Department of Medicine, University of California San Francisco, San Francisco, CA, United States of America.
Kaiser Permanente Medical Group, Kaiser Permanente Northern California, Oakland, CA, United States of America.
PLoS One. 2023 Mar 10;18(3):e0280342. doi: 10.1371/journal.pone.0280342. eCollection 2023.
Epidemiological studies of interstitial lung disease (ILD) are limited by small numbers and tertiary care bias. Investigators have leveraged the widespread use of electronic health records (EHRs) to overcome these limitations, but struggle to extract patient-level, longitudinal clinical data needed to address many important research questions. We hypothesized that we could automate longitudinal ILD cohort development using the EHR of a large, community-based healthcare system.
We applied a previously validated algorithm to the EHR of a community-based healthcare system to identify ILD cases between 2012-2020. We then extracted disease-specific characteristics and outcomes using fully automated data-extraction algorithms and natural language processing of selected free-text.

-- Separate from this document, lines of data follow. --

//! Core types for decoded images.

use serde::{Deserialize, Serialize};
use thiserror::Error;

use crate::geometry::ScaleFactors;

/// Bytes per RGBA8 pixel.
pub const BYTES_PER_PIXEL: usize = 4;

/// Error types for image decoding operations.
#[derive(Debug, Error)]
pub enum DecodeError {
    /// The payload contained no bytes.
    #[error("Image payload is empty")]
    Empty,

    /// The file format is not recognized or supported.
    #[error("Invalid or unsupported image format")]
    InvalidFormat,

    /// The image file is corrupted or incomplete.
    #[error("Corrupted or incomplete image file: {0}")]
    CorruptedFile(String),
}

/// Filter type for image resizing operations.
#[derive(Debug, Clone, Copy, PartialEq, Eq, Default, Serialize, Deserialize)]
pub enum FilterType {
    /// Nearest neighbor interpolation (fastest, lowest quality).
    Nearest,
    /// Bilinear interpolation (fast, acceptable quality).
    #[default]
    Bilinear,
    /// Lanczos3 interpolation (slower, highest quality).
    Lanczos3,
}

impl FilterType {
    /// Convert to the image crate's FilterType.
    pub fn to_image_filter(self) -> image::imageops::FilterType {
        match self {
            FilterType::Nearest => image::imageops::FilterType::Nearest,
            FilterType::Bilinear => image::imageops::FilterType::Triangle,
            FilterType::Lanczos3 => image::imageops::FilterType::Lanczos3,
        }
    }
}

/// EXIF orientation values (1-8).
/// See: https://exiftool.org/TagNames/EXIF.html
#[derive(Debug, Clone, Copy, PartialEq, Eq, Default, Serialize, Deserialize)]
#[repr(u8)]
pub enum Orientation {
    #[default]
    Normal = 1,
    FlipHorizontal = 2,
    Rotate180 = 3,
    FlipVertical = 4,
    /// Flip horizontal + rotate 270 CW.
    Transpose = 5,
    Rotate90CW = 6,
    /// Flip horizontal + rotate 90 CW.
    Transverse = 7,
    Rotate270CW = 8,
}

impl From<u32> for Orientation {
    fn from(value: u32) -> Self {
        match value {
            2 => Orientation::FlipHorizontal,
            3 => Orientation::Rotate180,
            4 => Orientation::FlipVertical,
            5 => Orientation::Transpose,
            6 => Orientation::Rotate90CW,
            7 => Orientation::Transverse,
            8 => Orientation::Rotate270CW,
            _ => Orientation::Normal,
        }
    }
}

/// An in-memory RGBA8 raster.
///
/// Rasters are plain values: every pipeline stage allocates a fresh one and
/// hands it to the next stage by move.
#[derive(Debug, Clone, PartialEq, Eq)]
pub struct RasterImage {
    /// Image width in pixels.
    pub width: u32,
    /// Image height in pixels.
    pub height: u32,
    /// RGBA pixel data in row-major order (4 bytes per pixel, straight alpha).
    pub pixels: Vec<u8>,
}

impl RasterImage {
    /// Create a new RasterImage with the given dimensions and pixel data.
    pub fn new(width: u32, height: u32, pixels: Vec<u8>) -> Self {
        debug_assert_eq!(
            Some(pixels.len()),
            buffer_len(width, height),
            "Pixel buffer size mismatch"
        );
        Self {
            width,
            height,
            pixels,
        }
    }

    /// Create a fully transparent raster.
    ///
    /// Returns `None` when the buffer size does not fit in `usize`.
    pub fn transparent(width: u32, height: u32) -> Option<Self> {
        let len = buffer_len(width, height)?;
        Some(Self {
            width,
            height,
            pixels: vec![0u8; len],
        })
    }

    pub fn from_rgba_image(img: image::RgbaImage) -> Self {
        let (width, height) = img.dimensions();
        Self {
            width,
            height,
            pixels: img.into_raw(),
        }
    }

    /// Borrow as an `image::RgbaImage`, copying the buffer.
    ///
    /// Returns `None` when the buffer is too short for the dimensions.
    pub fn to_rgba_image(&self) -> Option<image::RgbaImage> {
        image::RgbaImage::from_raw(self.width, self.height, self.pixels.clone())
    }

    /// Expected buffer length for the current dimensions, `None` on overflow.
    pub fn expected_len(&self) -> Option<usize> {
        buffer_len(self.width, self.height)
    }

    /// Check that the pixel buffer matches the dimensions.
    ///
    /// Rasters built field by field (for example from JavaScript) are not
    /// checked on construction.
    pub fn validate(&self) -> Result<(), DecodeError> {
        match self.expected_len() {
            Some(expected) if expected == self.pixels.len() => Ok(()),
            expected => Err(DecodeError::CorruptedFile(format!(
                "pixel buffer of {} bytes does not match {}x{} RGBA ({expected:?} bytes)",
                self.pixels.len(),
                self.width,
                self.height
            ))),
        }
    }

    /// Check if this is an empty/invalid image.
    pub fn is_empty(&self) -> bool {
        self.width == 0 || self.height == 0 || self.pixels.is_empty()
    }

    /// RGBA value at `(x, y)`, or `None` outside the raster.
    #[inline]
    pub fn pixel(&self, x: u32, y: u32) -> Option<[u8; 4]> {
        if x >= self.width || y >= self.height {
            return None;
        }
        let idx = (y as usize * self.width as usize + x as usize) * BYTES_PER_PIXEL;
        self.pixels
            .get(idx..idx + BYTES_PER_PIXEL)
            .map(|p| [p[0], p[1], p[2], p[3]])
    }

    /// True when every pixel has full alpha.
    pub fn is_opaque(&self) -> bool {
        self.pixels
            .chunks_exact(BYTES_PER_PIXEL)
            .all(|p| p[3] == u8::MAX)
    }
}

fn buffer_len(width: u32, height: u32) -> Option<usize> {
    (width as usize)
        .checked_mul(height as usize)?
        .checked_mul(BYTES_PER_PIXEL)
}

/// A decoded source image plus the size it is currently displayed at.
///
/// The crop widget reports geometry in display coordinates; the natural
/// (intrinsic) raster may be larger or smaller.
#[derive(Debug, Clone)]
pub struct SourceImage {
    raster: RasterImage,
    display_width: f64,
    display_height: f64,
}

impl SourceImage {
    /// Wrap a raster; the display size starts out equal to the natural size.
    pub fn new(raster: RasterImage) -> Self {
        let display_width = raster.width as f64;
        let display_height = raster.height as f64;
        Self {
            raster,
            display_width,
            display_height,
        }
    }

    pub fn with_display_size(mut self, width: f64, height: f64) -> Self {
        self.set_display_size(width, height);
        self
    }

    /// Record the on-screen size of the image.
    ///
    /// Non-finite or non-positive sizes are ignored and `false` is returned.
    pub fn set_display_size(&mut self, width: f64, height: f64) -> bool {
        let valid = |v: f64| v.is_finite() && v > 0.0;
        if !valid(width) || !valid(height) {
            return false;
        }
        self.display_width = width;
        self.display_height = height;
        true
    }

    pub fn raster(&self) -> &RasterImage {
        &self.raster
    }

    pub fn into_raster(self) -> RasterImage {
        self.raster
    }

    pub fn natural_width(&self) -> u32 {
        self.raster.width
    }

    pub fn natural_height(&self) -> u32 {
        self.raster.height
    }

    pub fn display_width(&self) -> f64 {
        self.display_width
    }

    pub fn display_height(&self) -> f64 {
        self.display_height
    }

    /// Factors that map display coordinates onto natural pixels.
    pub fn scale_factors(&self) -> ScaleFactors {
        ScaleFactors::from_dimensions(
            self.raster.width as f64,
            self.raster.height as f64,
            self.display_width,
            self.display_height,
        )
    }
}

#[cfg(test)]
mod tests {
    use super::*;

    #[test]
    fn test_filter_type_conversion() {
        assert!(matches!(
            FilterType::Nearest.to_image_filter(),
            image::imageops::FilterType::Nearest
        ));
        assert!(matches!(
            FilterType::Bilinear.to_image_filter(),
            image::imageops::FilterType::Triangle
        ));
        assert!(matches!(
            FilterType::Lanczos3.to_image_filter(),
            image::imageops::FilterType::Lanczos3
        ));
    }

    #[test]
    fn test_orientation_from_u32() {
        assert_eq!(Orientation::from(1), Orientation::Normal);
        assert_eq!(Orientation::from(6), Orientation::Rotate90CW);
        assert_eq!(Orientation::from(99), Orientation::Normal);
    }

    #[test]
    fn test_raster_creation() {
        let img = RasterImage::new(100, 50, vec![0u8; 100 * 50 * 4]);

        assert_eq!(img.expected_len(), Some(20000));
        assert!(img.validate().is_ok());
        assert!(!img.is_empty());
    }

    #[test]
    fn test_validate_short_buffer() {
        let img = RasterImage {
            width: 10,
            height: 10,
            pixels: vec![0u8; 12],
        };
        assert!(matches!(img.validate(), Err(DecodeError::CorruptedFile(_))));
    }

    #[test]
    fn test_transparent_overflow() {
        assert!(RasterImage::transparent(u32::MAX, u32::MAX).is_none());
        assert!(RasterImage {
            width: u32::MAX,
            height: u32::MAX,
            pixels: vec![],
        }
        .validate()
        .is_err());
    }

    #[test]
    fn test_raster_empty() {
        let img = RasterImage::new(0, 0, vec![]);
        assert!(img.is_empty());
    }

    #[test]
    fn test_transparent_raster() {
        let img = RasterImage::transparent(3, 2).unwrap();
        assert_eq!(img.pixels.len(), 24);
        assert_eq!(img.pixel(2, 1), Some([0, 0, 0, 0]));
        assert!(!img.is_opaque());
    }

    #[test]
    fn test_pixel_out_of_bounds() {
        let img = RasterImage::transparent(3, 2).unwrap();
        assert_eq!(img.pixel(3, 0), None);
        assert_eq!(img.pixel(0, 2), None);
    }

    #[test]
    fn test_rgba_image_round_trip_keeps_alpha() {
        let pixels = vec![10, 20, 30, 40, 50, 60, 70, 80];
        let img = RasterImage::new(2, 1, pixels.clone());
        let back = RasterImage::from_rgba_image(img.to_rgba_image().unwrap());
        assert_eq!(back.pixels, pixels);
    }

    #[test]
    fn test_to_rgba_image_short_buffer() {
        let img = RasterImage {
            width: 10,
            height: 10,
            pixels: vec![0u8; 12],
        };
        assert!(img.to_rgba_image().is_none());
    }

    #[test]
    fn test_source_display_defaults_to_natural() {
        let source = SourceImage::new(RasterImage::transparent(40, 20).unwrap());
        assert_eq!(source.display_width(), 40.0);
        assert_eq!(source.display_height(), 20.0);
        assert_eq!(source.scale_factors(), ScaleFactors::identity());
    }

    #[test]
    fn test_source_display_size_rejects_invalid() {
        let mut source = SourceImage::new(RasterImage::transparent(40, 20).unwrap());
        assert!(!source.set_display_size(0.0, 10.0));
        assert!(!source.set_display_size(f64::NAN, 10.0));
        assert!(source.set_display_size(10.0, 5.0));

        let scale = source.scale_factors();
        assert_eq!(scale.x, 4.0);
        assert_eq!(scale.y, 4.0);
    }

    #[test]
    fn test_decode_error_display() {
        assert_eq!(
            DecodeError::InvalidFormat.to_string(),
            "Invalid or unsupported image format"
        );
        assert_eq!(
            DecodeError::CorruptedFile("truncated".to_string()).to_string(),
            "Corrupted or incomplete image file: truncated"
        );
    }
}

We identified a community cohort of 5,399 ILD patients (prevalence = 118 per 100,000). Pulmonary function tests (71%) and serologies (54%) were commonly used in the diagnostic evaluation, whereas lung biopsy was rare (5%). IPF was the most common ILD diagnosis (n = 972, 18%). Prednisone was the most commonly prescribed medication (911, 17%). Nintedanib and pirfenidone were rarely prescribed (n = 305, 5%). ILD patients were high-utilizers of inpatient (40%/year hospitalized) and outpatient care (80%/year with pulmonary visit), with sustained utilization throughout the post-diagnosis study period.
We demonstrated the feasibility of robustly characterizing a variety of patient-level utilization and health services outcomes in a community-based EHR cohort. This represents a substantial methodological improvement by alleviating traditional constraints on the accuracy and clinical resolution of such ILD cohorts; we believe this approach will make community-based ILD research more efficient, effective, and scalable.
间质性肺病(ILD)的流行病学研究受到数量少和三级护理偏见的限制。研究人员利用电子健康记录(EHR)的广泛使用来克服这些限制,但在提取患者水平、纵向临床数据以解决许多重要研究问题方面仍存在困难。我们假设可以使用大型基于社区的医疗保健系统的 EHR 自动开发纵向 ILD 队列。
我们将先前验证的算法应用于基于社区的医疗保健系统的 EHR 中,以确定 2012 年至 2020 年间的 ILD 病例。然后,我们使用完全自动化的数据提取算法和选定的自由文本的自然语言处理提取疾病特异性特征和结局。
我们确定了一个社区 ILD 患者队列,共有 5399 例(患病率为 118/100,000)。肺功能检查(71%)和血清学检查(54%)常用于诊断评估,而肺活检很少见(5%)。特发性肺纤维化(IPF)是最常见的 ILD 诊断(n = 972,18%)。泼尼松是最常开的药物(n = 911,17%)。尼达尼布和吡非尼酮很少开(n = 305,5%)。ILD 患者住院(每年 40%住院)和门诊(每年 80%有肺部就诊)利用率高,在整个诊断后研究期间持续利用。
我们证明了在基于社区的 EHR 队列中,对各种患者水平的利用和健康服务结局进行强有力描述的可行性。这代表了一种实质性的方法改进,减轻了传统 ILD 队列的准确性和临床分辨率的限制;我们相信这种方法将使基于社区的 ILD 研究更高效、更有效、更具扩展性。